On reading the OOXML specification

As part of my shallow dive into OOXML, the new document format that Microsoft has proposed be made into an international standard, I decided to see if I could locate a copy of the the specification and try to wrap my arms around it, to get a feel for what the community was being asked to deal with. I also wanted to see if I could do this solely using Ubuntu Linux.

First, I had to find the specification documents. It didn’t take long to find Wikipedia’s Office Open XML. It begins by noting that “the neutrality and factual accuracy of this document is disputed.” That wasn’t a surprise, but I assumed the location of the specification itself wouldn’t be controversial, and that led me to Standard ECMA-376 Office Open XML File Formats, (December 2006) . When I visited that site I found the specification comes in five parts, and each part is available in two formats: DOCX and PDF.

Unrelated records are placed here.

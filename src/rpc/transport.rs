//! Transport abstraction and the in-process linked pair.
//!
//! A transport is a bidirectional channel carrying protocol envelopes between
//! two participants. Delivery is best-effort: once the channel is closed or
//! the peer is gone, `send` degrades to a silent no-op: no error, no
//! buffering, no retry. In-flight callers observe the loss as a timeout.

use std::sync::Arc;
use std::sync::Mutex;
use std::sync::atomic::{AtomicBool, Ordering};

use crate::rpc::protocol::Message;
use crate::sync::lock;

/// Callback invoked for every inbound message.
pub type MessageHandler = Arc<dyn Fn(Message) + Send + Sync>;

/// Bidirectional message channel between two participants.
pub trait Transport: Send + Sync {
    /// Send a message to the peer. Silent no-op if the channel is closed.
    fn send(&self, message: Message);

    /// Register an inbound handler. All registered handlers are invoked for
    /// every message, in registration order.
    fn on_message(&self, handler: MessageHandler);

    /// Detach all handlers and mark the transport inert. Idempotent;
    /// subsequent `send` calls remain no-ops.
    fn close(&self);
}

struct LinkedInner {
    handlers: [Mutex<Vec<MessageHandler>>; 2],
    closed: AtomicBool,
}

/// One endpoint of an in-process linked transport pair.
///
/// `send` on one side synchronously invokes every handler registered on the
/// other side, in registration order, with no serialization. The handler
/// list is cloned out of its lock before invocation, so handlers may send
/// back through the pair re-entrantly.
pub struct LinkedTransport {
    side: usize,
    inner: Arc<LinkedInner>,
}

/// Create a connected pair of in-process transports.
///
/// Closing either side closes the pair.
pub fn linked_pair() -> (LinkedTransport, LinkedTransport) {
    let inner = Arc::new(LinkedInner {
        handlers: [Mutex::new(Vec::new()), Mutex::new(Vec::new())],
        closed: AtomicBool::new(false),
    });
    (
        LinkedTransport {
            side: 0,
            inner: Arc::clone(&inner),
        },
        LinkedTransport { side: 1, inner },
    )
}

impl Transport for LinkedTransport {
    fn send(&self, message: Message) {
        if self.inner.closed.load(Ordering::SeqCst) {
            return;
        }
        let peers: Vec<MessageHandler> = lock(&self.inner.handlers[1 - self.side]).clone();
        for handler in peers {
            handler(message.clone());
        }
    }

    fn on_message(&self, handler: MessageHandler) {
        if self.inner.closed.load(Ordering::SeqCst) {
            return;
        }
        lock(&self.inner.handlers[self.side]).push(handler);
    }

    fn close(&self) {
        if self.inner.closed.swap(true, Ordering::SeqCst) {
            return;
        }
        lock(&self.inner.handlers[0]).clear();
        lock(&self.inner.handlers[1]).clear();
    }
}

#[cfg(test)]
mod tests {
    use super::*;
    use serde_json::json;
    use std::sync::Mutex;

    fn recorder() -> (Arc<Mutex<Vec<String>>>, impl Fn(&str) -> MessageHandler) {
        let seen: Arc<Mutex<Vec<String>>> = Arc::new(Mutex::new(Vec::new()));
        let make = {
            let seen = Arc::clone(&seen);
            move |label: &str| -> MessageHandler {
                let seen = Arc::clone(&seen);
                let label = label.to_string();
                Arc::new(move |_msg| seen.lock().unwrap().push(label.clone()))
            }
        };
        (seen, make)
    }

    #[test]
    fn test_send_reaches_peer_handlers_in_order() {
        let (a, b) = linked_pair();
        let (seen, make) = recorder();

        b.on_message(make("first"));
        b.on_message(make("second"));

        a.send(Message::notification("x", None));

        assert_eq!(*seen.lock().unwrap(), vec!["first", "second"]);
    }

    #[test]
    fn test_send_does_not_echo_to_own_handlers() {
        let (a, b) = linked_pair();
        let (seen, make) = recorder();

        a.on_message(make("own"));
        a.send(Message::notification("x", Some(json!(1))));
        drop(b);

        assert!(seen.lock().unwrap().is_empty());
    }

    #[test]
    fn test_send_after_close_is_noop() {
        let (a, b) = linked_pair();
        let (seen, make) = recorder();

        b.on_message(make("handler"));
        a.close();
        a.send(Message::notification("x", None));
        b.send(Message::notification("y", None));

        assert!(seen.lock().unwrap().is_empty());
    }

    #[test]
    fn test_close_is_idempotent() {
        let (a, _b) = linked_pair();
        a.close();
        a.close();
    }

    #[test]
    fn test_reentrant_send_from_handler() {
        let (a, b) = linked_pair();
        let (seen, make) = recorder();
        let b = Arc::new(b);

        a.on_message(make("reply-received"));
        b.on_message({
            let b = Arc::clone(&b);
            Arc::new(move |msg| {
                if let Message::Notification(n) = &msg {
                    if n.method == "ping" {
                        // reply through the same pair while still inside dispatch
                        b.send(Message::notification("pong", None));
                    }
                }
            })
        });

        a.send(Message::notification("ping", None));

        assert_eq!(*seen.lock().unwrap(), vec!["reply-received"]);
    }
}
//! Record types shared by the storage contract and the RPC method surface.

pub mod task;

pub use task::{TaskMessage, TaskRecord, TaskStatus, TodoItem};
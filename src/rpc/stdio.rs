//! Child-process pipe transport.
//!
//! Carries protocol envelopes between a host process and its daemon
//! subprocess over a pair of byte pipes (the child's stdin/stdout). Each
//! envelope is written as one NDJSON line, wrapped in a discriminated wire
//! frame so daemon traffic cannot collide with anything else the subprocess
//! prints on the same descriptor:
//!
//! ```json
//! {"__daemon": true, "payload": {"version": "2.0", ...}}
//! ```
//!
//! Lines that are not valid JSON, lack the `__daemon` tag, or carry a
//! malformed payload are ignored. The child must keep its own stdout clean
//! of stray prints only to the extent it cares about wasted bytes; the
//! framing makes stray output harmless. Diagnostics belong on stderr.

use std::sync::Arc;
use std::sync::Mutex;
use std::sync::atomic::{AtomicBool, Ordering};

use serde::{Deserialize, Serialize};
use tokio::io::{AsyncBufReadExt, AsyncRead, AsyncWrite, AsyncWriteExt, BufReader};
use tokio::process::{ChildStdin, ChildStdout};
use tokio::sync::{mpsc, watch};
use tokio::task::JoinHandle;

use crate::rpc::protocol::Message;
use crate::rpc::transport::{MessageHandler, Transport};
use crate::sync::lock;

/// Discriminated wire frame wrapping every envelope on the pipe.
#[derive(Serialize, Deserialize)]
struct WireFrame {
    #[serde(rename = "__daemon")]
    daemon: bool,
    payload: Message,
}

struct PipeState {
    handlers: Mutex<Vec<MessageHandler>>,
    outgoing: mpsc::UnboundedSender<Message>,
    closed: AtomicBool,
    closed_tx: watch::Sender<bool>,
    closed_rx: watch::Receiver<bool>,
    // frames decoded before the first handler attaches; a line already
    // sitting in the pipe at construction time must not be lost
    pending: Mutex<Vec<Message>>,
    armed: AtomicBool,
}

impl PipeState {
    fn mark_closed(&self) {
        self.closed.store(true, Ordering::SeqCst);
        lock(&self.handlers).clear();
        let _ = self.closed_tx.send(true);
    }
}

/// Pipe transport endpoint.
///
/// The parent side wraps the subprocess's stdin/stdout pipes; the child side
/// wraps its own stdin/stdout. Both directions use the same wire frame and
/// the same ignore rules, so the two constructors share one implementation.
pub struct PipeTransport {
    state: Arc<PipeState>,
    tasks: Mutex<Vec<JoinHandle<()>>>,
}

impl PipeTransport {
    /// Parent-side transport over a spawned child's pipes.
    pub fn parent(stdin: ChildStdin, stdout: ChildStdout) -> Self {
        Self::over(stdout, stdin)
    }

    /// Child-side transport over the process's own stdin/stdout.
    pub fn child() -> Self {
        Self::over(tokio::io::stdin(), tokio::io::stdout())
    }

    /// Build a transport over an arbitrary reader/writer pair.
    pub fn over<R, W>(reader: R, writer: W) -> Self
    where
        R: AsyncRead + Unpin + Send + 'static,
        W: AsyncWrite + Unpin + Send + 'static,
    {
        let (outgoing, mut outgoing_rx) = mpsc::unbounded_channel::<Message>();
        let (closed_tx, closed_rx) = watch::channel(false);

        let state = Arc::new(PipeState {
            handlers: Mutex::new(Vec::new()),
            outgoing,
            closed: AtomicBool::new(false),
            closed_tx,
            closed_rx,
            pending: Mutex::new(Vec::new()),
            armed: AtomicBool::new(false),
        });

        let writer_task = tokio::spawn(async move {
            let mut writer = writer;
            while let Some(message) = outgoing_rx.recv().await {
                let frame = WireFrame {
                    daemon: true,
                    payload: message,
                };
                let line = match serde_json::to_string(&frame) {
                    Ok(line) => line,
                    Err(e) => {
                        tracing::warn!("Failed to encode outgoing frame: {}", e);
                        continue;
                    }
                };
                if writer.write_all(line.as_bytes()).await.is_err() {
                    break;
                }
                if writer.write_all(b"\n").await.is_err() {
                    break;
                }
                if writer.flush().await.is_err() {
                    break;
                }
            }
        });

        let reader_task = tokio::spawn({
            let state = Arc::clone(&state);
            async move {
                let mut lines = BufReader::new(reader).lines();
                loop {
                    match lines.next_line().await {
                        Ok(Some(line)) => {
                            let line = line.trim();
                            if line.is_empty() {
                                continue;
                            }
                            let frame: WireFrame = match serde_json::from_str(line) {
                                Ok(frame) => frame,
                                Err(_) => {
                                    // unrelated traffic on the channel
                                    tracing::trace!("Ignoring non-daemon line on pipe");
                                    continue;
                                }
                            };
                            if !frame.daemon {
                                continue;
                            }
                            {
                                let mut pending = lock(&state.pending);
                                if !state.armed.load(Ordering::SeqCst) {
                                    pending.push(frame.payload);
                                    continue;
                                }
                            }
                            let handlers: Vec<MessageHandler> = lock(&state.handlers).clone();
                            for handler in handlers {
                                handler(frame.payload.clone());
                            }
                        }
                        Ok(None) | Err(_) => break,
                    }
                }
                // peer hung up; further sends are no-ops
                state.mark_closed();
            }
        });

        Self {
            state,
            tasks: Mutex::new(vec![writer_task, reader_task]),
        }
    }

    /// Resolve once the peer hangs up or the transport is closed locally.
    ///
    /// The child daemon parks on this after signalling ready, exiting when
    /// the host goes away.
    pub async fn wait_closed(&self) {
        let mut closed = self.state.closed_rx.clone();
        while !*closed.borrow() {
            if closed.changed().await.is_err() {
                break;
            }
        }
    }
}

impl Transport for PipeTransport {
    fn send(&self, message: Message) {
        if self.state.closed.load(Ordering::SeqCst) {
            return;
        }
        // fails only when the writer task is gone, which is the closed case
        let _ = self.state.outgoing.send(message);
    }

    fn on_message(&self, handler: MessageHandler) {
        if self.state.closed.load(Ordering::SeqCst) {
            return;
        }
        lock(&self.state.handlers).push(handler.clone());
        // the first handler drains anything decoded before it attached
        let buffered: Vec<Message> = {
            let mut pending = lock(&self.state.pending);
            if self.state.armed.swap(true, Ordering::SeqCst) {
                Vec::new()
            } else {
                pending.drain(..).collect()
            }
        };
        for message in buffered {
            handler(message);
        }
    }

    fn close(&self) {
        if self.state.closed.swap(true, Ordering::SeqCst) {
            return;
        }
        lock(&self.state.handlers).clear();
        let _ = self.state.closed_tx.send(true);
        for task in lock(&self.tasks).drain(..) {
            task.abort();
        }
    }
}

impl Drop for PipeTransport {
    fn drop(&mut self) {
        for task in lock(&self.tasks).drain(..) {
            task.abort();
        }
    }
}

I knew about PDF, but wasn’t sure about DOCX. A web search revealed that DOCX was the format used by Microsoft Office itself, at least in some of its versions. See for example, Microsoft’s Introducing the Office (2007) Open XML File Formats, which says in part:

Learn the benefits of the Office Open XML Formats. Users can exchange data between Office applications and enterprise systems using XML and ZIP technologies. Documents are universally accessible. And, you reduce the risk of damaged files.

To open a Word 2007 XML file

  1. Create a temporary folder in which to store the file and its parts.
  2. Save a Word 2007 document, containing text, pictures, and other elements, as a .docx file.
  3. Add a .zip extension to the end of the file name.
  4. Double-click the file. It will open in the ZIP application. You can see the parts that comprise the file.
  5. Extract the parts to the folder that you created previously.

That looked promising. Microsoft says that DOCX documents are “universally accessible.” Well, I reside in the universe, so I should be able to access them.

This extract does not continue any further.